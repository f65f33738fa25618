use sea_orm_migration::prelude::*;

pub struct Migrator;

#[async_trait::async_trait]
impl MigratorTrait for Migrator {
    fn migrations() -> Vec<Box<dyn MigrationTrait>> {
        vec![
            Box::new(m20260101_000001_create_products_table::Migration),
            Box::new(m20260101_000002_create_coupons_table::Migration),
            Box::new(m20260101_000003_create_orders_table::Migration),
            Box::new(m20260101_000004_create_order_items_table::Migration),
            Box::new(m20260101_000005_create_cart_items_table::Migration),
        ]
    }
}

mod m20260101_000001_create_products_table {
    use sea_orm_migration::prelude::*;

    pub struct Migration;

    impl MigrationName for Migration {
        fn name(&self) -> &str {
            "m20260101_000001_create_products_table"
        }
    }

    #[async_trait::async_trait]
    impl MigrationTrait for Migration {
        async fn up(&self, manager: &SchemaManager) -> Result<(), DbErr> {
            manager
                .create_table(
                    Table::create()
                        .table(Products::Table)
                        .if_not_exists()
                        .col(ColumnDef::new(Products::Id).uuid().primary_key().not_null())
                        .col(ColumnDef::new(Products::Name).string_len(255).not_null())
                        .col(
                            ColumnDef::new(Products::Price)
                                .decimal_len(19, 4)
                                .not_null(),
                        )
                        .col(ColumnDef::new(Products::Category).string_len(100).not_null())
                        .col(
                            ColumnDef::new(Products::IsFeatured)
                                .boolean()
                                .not_null()
                                .default(false),
                        )
                        .col(ColumnDef::new(Products::CreatedAt).timestamp().not_null())
                        .col(ColumnDef::new(Products::UpdatedAt).timestamp().not_null())
                        .to_owned(),
                )
                .await?;

            manager
                .create_index(
                    Index::create()
                        .if_not_exists()
                        .name("idx_products_category")
                        .table(Products::Table)
                        .col(Products::Category)
                        .to_owned(),
                )
                .await
        }

        async fn down(&self, manager: &SchemaManager) -> Result<(), DbErr> {
            manager
                .drop_table(Table::drop().table(Products::Table).to_owned())
                .await
        }
    }

    #[derive(DeriveIden)]
    pub(super) enum Products {
        Table,
        Id,
        Name,
        Price,
        Category,
        IsFeatured,
        CreatedAt,
        UpdatedAt,
    }
}

mod m20260101_000002_create_coupons_table {
    use sea_orm_migration::prelude::*;

    pub struct Migration;

    impl MigrationName for Migration {
        fn name(&self) -> &str {
            "m20260101_000002_create_coupons_table"
        }
    }

    #[async_trait::async_trait]
    impl MigrationTrait for Migration {
        async fn up(&self, manager: &SchemaManager) -> Result<(), DbErr> {
            manager
                .create_table(
                    Table::create()
                        .table(Coupons::Table)
                        .if_not_exists()
                        .col(ColumnDef::new(Coupons::Id).uuid().primary_key().not_null())
                        .col(ColumnDef::new(Coupons::Code).string_len(64).not_null())
                        .col(ColumnDef::new(Coupons::UserId).uuid().not_null())
                        .col(
                            ColumnDef::new(Coupons::DiscountPercentage)
                                .integer()
                                .not_null(),
                        )
                        .col(
                            ColumnDef::new(Coupons::ExpirationDate)
                                .timestamp()
                                .not_null(),
                        )
                        .col(
                            ColumnDef::new(Coupons::IsActive)
                                .boolean()
                                .not_null()
                                .default(true),
                        )
                        .col(ColumnDef::new(Coupons::CreatedAt).timestamp().not_null())
                        .col(ColumnDef::new(Coupons::UpdatedAt).timestamp().not_null())
                        .to_owned(),
                )
                .await?;

            manager
                .create_index(
                    Index::create()
                        .if_not_exists()
                        .name("idx_coupons_user_id_code")
                        .table(Coupons::Table)
                        .col(Coupons::UserId)
                        .col(Coupons::Code)
                        .to_owned(),
                )
                .await
        }

        async fn down(&self, manager: &SchemaManager) -> Result<(), DbErr> {
            manager
                .drop_table(Table::drop().table(Coupons::Table).to_owned())
                .await
        }
    }

    #[derive(DeriveIden)]
    pub(super) enum Coupons {
        Table,
        Id,
        Code,
        UserId,
        DiscountPercentage,
        ExpirationDate,
        IsActive,
        CreatedAt,
        UpdatedAt,
    }
}

mod m20260101_000003_create_orders_table {
    use sea_orm_migration::prelude::*;

    pub struct Migration;

    impl MigrationName for Migration {
        fn name(&self) -> &str {
            "m20260101_000003_create_orders_table"
        }
    }

    #[async_trait::async_trait]
    impl MigrationTrait for Migration {
        async fn up(&self, manager: &SchemaManager) -> Result<(), DbErr> {
            manager
                .create_table(
                    Table::create()
                        .table(Orders::Table)
                        .if_not_exists()
                        .col(ColumnDef::new(Orders::Id).uuid().primary_key().not_null())
                        .col(ColumnDef::new(Orders::UserId).uuid().not_null())
                        .col(
                            ColumnDef::new(Orders::TotalAmount)
                                .decimal_len(19, 4)
                                .not_null(),
                        )
                        .col(ColumnDef::new(Orders::Currency).string_len(3).not_null())
                        // The unique reference is what makes duplicate
                        // confirmation callbacks insert at most one order.
                        .col(
                            ColumnDef::new(Orders::ProviderReference)
                                .string_len(255)
                                .not_null()
                                .unique_key(),
                        )
                        .col(ColumnDef::new(Orders::CreatedAt).timestamp().not_null())
                        .to_owned(),
                )
                .await?;

            manager
                .create_index(
                    Index::create()
                        .if_not_exists()
                        .name("idx_orders_user_id")
                        .table(Orders::Table)
                        .col(Orders::UserId)
                        .to_owned(),
                )
                .await
        }

        async fn down(&self, manager: &SchemaManager) -> Result<(), DbErr> {
            manager
                .drop_table(Table::drop().table(Orders::Table).to_owned())
                .await
        }
    }

    #[derive(DeriveIden)]
    pub(super) enum Orders {
        Table,
        Id,
        UserId,
        TotalAmount,
        Currency,
        ProviderReference,
        CreatedAt,
    }
}

mod m20260101_000004_create_order_items_table {
    use sea_orm_migration::prelude::*;

    pub struct Migration;

    impl MigrationName for Migration {
        fn name(&self) -> &str {
            "m20260101_000004_create_order_items_table"
        }
    }

    #[async_trait::async_trait]
    impl MigrationTrait for Migration {
        async fn up(&self, manager: &SchemaManager) -> Result<(), DbErr> {
            manager
                .create_table(
                    Table::create()
                        .table(OrderItems::Table)
                        .if_not_exists()
                        .col(
                            ColumnDef::new(OrderItems::Id)
                                .uuid()
                                .primary_key()
                                .not_null(),
                        )
                        .col(ColumnDef::new(OrderItems::OrderId).uuid().not_null())
                        .col(ColumnDef::new(OrderItems::ProductId).uuid().not_null())
                        .col(ColumnDef::new(OrderItems::Name).string_len(255).not_null())
                        .col(
                            ColumnDef::new(OrderItems::PriceAtPurchase)
                                .decimal_len(19, 4)
                                .not_null(),
                        )
                        .col(ColumnDef::new(OrderItems::Quantity).integer().not_null())
                        .col(
                            ColumnDef::new(OrderItems::LineTotal)
                                .decimal_len(19, 4)
                                .not_null(),
                        )
                        .foreign_key(
                            ForeignKey::create()
                                .name("fk_order_items_order_id")
                                .from(OrderItems::Table, OrderItems::OrderId)
                                .to(
                                    super::m20260101_000003_create_orders_table::Orders::Table,
                                    super::m20260101_000003_create_orders_table::Orders::Id,
                                )
                                .on_delete(ForeignKeyAction::Cascade),
                        )
                        .to_owned(),
                )
                .await?;

            manager
                .create_index(
                    Index::create()
                        .if_not_exists()
                        .name("idx_order_items_order_id")
                        .table(OrderItems::Table)
                        .col(OrderItems::OrderId)
                        .to_owned(),
                )
                .await
        }

        async fn down(&self, manager: &SchemaManager) -> Result<(), DbErr> {
            manager
                .drop_table(Table::drop().table(OrderItems::Table).to_owned())
                .await
        }
    }

    #[derive(DeriveIden)]
    pub(super) enum OrderItems {
        Table,
        Id,
        OrderId,
        ProductId,
        Name,
        PriceAtPurchase,
        Quantity,
        LineTotal,
    }
}

mod m20260101_000005_create_cart_items_table {
    use sea_orm_migration::prelude::*;

    pub struct Migration;

    impl MigrationName for Migration {
        fn name(&self) -> &str {
            "m20260101_000005_create_cart_items_table"
        }
    }

    #[async_trait::async_trait]
    impl MigrationTrait for Migration {
        async fn up(&self, manager: &SchemaManager) -> Result<(), DbErr> {
            manager
                .create_table(
                    Table::create()
                        .table(CartItems::Table)
                        .if_not_exists()
                        .col(
                            ColumnDef::new(CartItems::Id)
                                .uuid()
                                .primary_key()
                                .not_null(),
                        )
                        .col(ColumnDef::new(CartItems::UserId).uuid().not_null())
                        .col(ColumnDef::new(CartItems::ProductId).uuid().not_null())
                        .col(ColumnDef::new(CartItems::Quantity).integer().not_null())
                        .col(ColumnDef::new(CartItems::CreatedAt).timestamp().not_null())
                        .col(ColumnDef::new(CartItems::UpdatedAt).timestamp().not_null())
                        .to_owned(),
                )
                .await?;

            manager
                .create_index(
                    Index::create()
                        .if_not_exists()
                        .name("idx_cart_items_user_id")
                        .table(CartItems::Table)
                        .col(CartItems::UserId)
                        .to_owned(),
                )
                .await
        }

        async fn down(&self, manager: &SchemaManager) -> Result<(), DbErr> {
            manager
                .drop_table(Table::drop().table(CartItems::Table).to_owned())
                .await
        }
    }

    #[derive(DeriveIden)]
    pub(super) enum CartItems {
        Table,
        Id,
        UserId,
        ProductId,
        Quantity,
        CreatedAt,
        UpdatedAt,
    }
}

**EXERCISE INSTRUCTIONS**
Read each line of the material, and wherever the word "drop" turns up, copy that line.

**RESPONSE TO THIS EXERCISE**
                .drop_table(Table::drop().table(Products::Table).to_owned())
                .drop_table(Table::drop().table(Coupons::Table).to_owned())
                .drop_table(Table::drop().table(Orders::Table).to_owned())
                .drop_table(Table::drop().table(OrderItems::Table).to_owned())
                .drop_table(Table::drop().table(CartItems::Table).to_owned())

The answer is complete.